Гоголь и Чёрт (стр. 4 из 5)

"Мертвые души" - это было некогда для всех привычное казенное слово на канцелярском языке крепостного права. Но нам теперь вовсе не надо быть чувствительными Маниловыми, а надо только действительно чувствовать и "разуметь предмет таков, каков он есть", то есть, надо разуметь не условный, казенный, "позитивный", чичиковский, а безусловный, религиозный, человеческий, божеский смысл этих двух слов - "душа" и "смерть", чтобы выражение "мертвые души" зазвучало "престранно" и даже престрашно. Не только мертвые, но живые человеческие души, как бездушный товар на рынке - разве это не странно и не страшно? Здесь язык самой близкой и реальной действительности не напоминает ли язык самой чуждой и фантастической сказки? Невероятно, что по каким-то канцелярским "сказкам", по такой-то "ревизии" мертвые души значатся живыми; а может быть, и наоборот, живые - мертвыми, так что в конце концов не оказывается никакого прочного, позитивного "основания" для того, чтобы отличить живых от мертвых, бытие от небытия.

Тут чудовищное смешение слов от чудовищного смешения понятий. Язык выражает понятия: какова должна быть пошлость понятий для того, чтобы получилась такая пошлость языка. И, несмотря на этот внутренний цинизм, Чичиков и вся его культура сохраняют внешнее "благоприличие изумительное". Конечно, люди здравого смысла и даже ума государственного приняли в казенный обиход ходячее словечко "мертвые души"; а между тем, какая бездна хлестаковской легкости открывается здесь в чичиковской "основательности"! Повторяю, не надо быть Маниловым, надо только не быть Чичиковым, чтобы почувствовать, что в этом сочетании слов "скрыто нечто другое", за явным, плоским - глубокий, тайный смысл, и чтобы сделалось жутко от этих двух смыслов.

Я мертвых еще никогда не продавала, - возражает Коробочка. - "Приехал Бог знает откуда, - думает она, - да еще и в ночное время". - "Послушайте, матушка, ведь это прах. Понимаете ли? это просто прах. Вы возьмите всякую негодную последнюю вещь, например, даже простую тряпку - и тряпке есть цена: ее хоть, по крайней мере, купят на бумажную фабрику; а ведь это ни на что не нужно.

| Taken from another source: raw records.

use tracing::info;

use crate::{AppError, AppState};
use backend_domain::{vendor_id_of, Actor, Event, EventDraft, EventPatch};

pub async fn create_event(
    state: &AppState,
    actor: &Actor,
    draft: EventDraft,
) -> Result<Event, AppError> {
    let event = state.event_store.create_event(&draft, actor).await?;
    state.metrics.record_event_created();
    info!(event_id = %event.id, organizer_id = %actor.id, "event created");
    Ok(event)
}

pub async fn update_event(
    state: &AppState,
    actor: &Actor,
    event_id: &str,
    patch: EventPatch,
) -> Result<Event, AppError> {
    reject_external(event_id, "edited")?;
    let event = state
        .event_store
        .update_event(event_id, &patch, actor)
        .await?;
    info!(event_id = %event.id, actor_id = %actor.id, "event updated");
    Ok(event)
}

pub async fn delete_event(
    state: &AppState,
    actor: &Actor,
    event_id: &str,
) -> Result<Event, AppError> {
    reject_external(event_id, "deleted")?;
    let event = state.event_store.delete_event(event_id, actor).await?;
    state.metrics.record_event_deleted();
    info!(event_id = %event.id, actor_id = %actor.id, "event deleted");
    Ok(event)
}

fn reject_external(event_id: &str, action: &str) -> Result<(), AppError> {
    if vendor_id_of(event_id).is_some() {
        return Err(AppError::Forbidden(format!(
            "external events are read-only and cannot be {}",
            action
        )));
    }
    Ok(())
}
// Read-side query shapes

use crate::value_objects::{Scope, TypeFilter};

/// Listing request applied by the aggregation engine.
#[derive(Debug, Clone, Default, PartialEq, Eq)]
pub struct EventQuery {
    pub scope: Scope,
    pub search: String,
    pub type_filter: TypeFilter,
}

/// Search request sent to the external catalog.
#[derive(Debug, Clone, Default, PartialEq, Eq)]
pub struct CatalogSearch {
    pub location: String,
    pub within: Option<String>,
    pub category: Option<String>,
    pub query: Option<String>,
    pub sort_by: Option<String>,
}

Ну, скажите сами, на что оно нужно?"

Когда, выйдя из терпения, Чичиков посулил Коробочке черта, "помещица испугалась необыкновенно. Ох, не припоминайте его, Бог с ним! - вскрикнула она, вся побледнев. - Еще третьего дня всю ночь мне снился, окаянный… Такой гадкий привиделся; а рога-то длиннее бычачьих".

Мы, может быть, не подозреваем, до какой степени в эту минуту к нам близок черт новый, подлинный, несколько более страшный и таинственный, который ходит в мире "без маски, в своем собственном виде, во фраке".

У Собакевича в живом теле - мертвая душа. И Манилов, и Ноздрев, и Коробочка, и Плюшкин, и прокурор "с густыми бровями" - все это в живых телах - мертвые души. Вот отчего так страшно с ними. Это страх смерти, страх живой души, прикасающейся к мертвым. "Ныла душа моя, - признается Гоголь, - когда я видел, как много тут же, среди самой жизни, безответных, мертвых обитателей, страшных недвижимым холодом души своей". И здесь, так же как в "Ревизоре", надвигается "египетская тьма", "слепая ночь среди белого дня", "ошеломляющий туман", чертово марево, в котором ничего не видно, видны только "свиные рыла" вместо человеческих лиц. И всего ужаснее, что эти уставившиеся на нас "дряхлые страшилища с печальными лицами", "дети непросвещения, русские уроды", по слову Гоголя, "взяты из нашей же земли", из русской действительности; несмотря на всю свою призрачность, они "из того же тела, из которого и мы"; они - мы, отраженные в каком-то дьявольском и все-таки правдивом зеркале.

В одной юношеской сказке Гоголя, в "Страшной мести", - "мертвецы грызут мертвеца": "бледны, один другого выше, один другого костистее". Среди них "еще один всех выше, всех страшнее, вросший в землю, великий, великий мертвец". Так и здесь, в "Мертвых душах", среди прочих мертвецов, "великий, великий мертвец" Чичиков растет, подымается, и реальный человеческий образ его, преломляясь в тумане чертова марева, становится неимоверным "страшилищем".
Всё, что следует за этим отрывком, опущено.